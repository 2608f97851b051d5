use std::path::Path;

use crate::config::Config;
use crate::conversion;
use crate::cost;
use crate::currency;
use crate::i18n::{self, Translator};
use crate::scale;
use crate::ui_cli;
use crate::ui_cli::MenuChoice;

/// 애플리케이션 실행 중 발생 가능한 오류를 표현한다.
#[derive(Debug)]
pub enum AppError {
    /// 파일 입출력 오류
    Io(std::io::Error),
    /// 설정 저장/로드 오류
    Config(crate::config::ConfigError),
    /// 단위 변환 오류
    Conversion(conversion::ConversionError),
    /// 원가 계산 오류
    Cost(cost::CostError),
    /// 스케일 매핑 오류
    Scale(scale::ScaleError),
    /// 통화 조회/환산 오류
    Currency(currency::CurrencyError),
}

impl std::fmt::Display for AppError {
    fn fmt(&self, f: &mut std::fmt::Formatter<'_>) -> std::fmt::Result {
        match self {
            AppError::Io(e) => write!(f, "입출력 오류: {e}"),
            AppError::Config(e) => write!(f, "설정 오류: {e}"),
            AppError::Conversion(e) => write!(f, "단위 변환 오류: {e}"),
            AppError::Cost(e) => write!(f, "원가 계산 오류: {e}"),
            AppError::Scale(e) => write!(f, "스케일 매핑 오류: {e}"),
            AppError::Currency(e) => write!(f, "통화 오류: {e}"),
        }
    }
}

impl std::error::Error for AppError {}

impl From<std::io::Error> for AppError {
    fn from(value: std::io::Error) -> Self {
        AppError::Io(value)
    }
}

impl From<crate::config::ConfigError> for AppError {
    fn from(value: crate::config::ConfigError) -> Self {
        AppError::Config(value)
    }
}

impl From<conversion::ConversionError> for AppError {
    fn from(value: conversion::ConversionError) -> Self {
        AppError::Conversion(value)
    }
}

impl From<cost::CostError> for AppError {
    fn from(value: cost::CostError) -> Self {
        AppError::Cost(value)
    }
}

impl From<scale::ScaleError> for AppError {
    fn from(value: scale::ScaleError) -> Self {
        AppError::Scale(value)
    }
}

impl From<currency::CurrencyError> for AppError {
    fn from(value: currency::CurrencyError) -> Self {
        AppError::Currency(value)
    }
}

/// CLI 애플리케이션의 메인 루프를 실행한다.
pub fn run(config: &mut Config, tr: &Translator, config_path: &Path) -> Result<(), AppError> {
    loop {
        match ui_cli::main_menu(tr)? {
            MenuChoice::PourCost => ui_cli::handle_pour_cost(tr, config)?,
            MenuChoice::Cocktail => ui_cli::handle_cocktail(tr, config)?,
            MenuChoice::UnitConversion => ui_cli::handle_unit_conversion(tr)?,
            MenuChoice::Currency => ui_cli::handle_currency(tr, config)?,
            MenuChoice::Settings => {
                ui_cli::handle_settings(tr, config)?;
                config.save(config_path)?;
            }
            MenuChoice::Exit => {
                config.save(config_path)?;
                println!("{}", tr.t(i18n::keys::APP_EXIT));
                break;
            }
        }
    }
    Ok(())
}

--- --- ---

Would you please copy, word for word, everything above from the line containing "fn from(value: cost::CostError)" down to the line containing "impl From<currency::CurrencyError> for", those two lines included?

- _Exercise output_
    fn from(value: cost::CostError) -> Self {
        AppError::Cost(value)
    }
}

impl From<scale::ScaleError> for AppError {
    fn from(value: scale::ScaleError) -> Self {
        AppError::Scale(value)
    }
}

impl From<currency::CurrencyError> for AppError {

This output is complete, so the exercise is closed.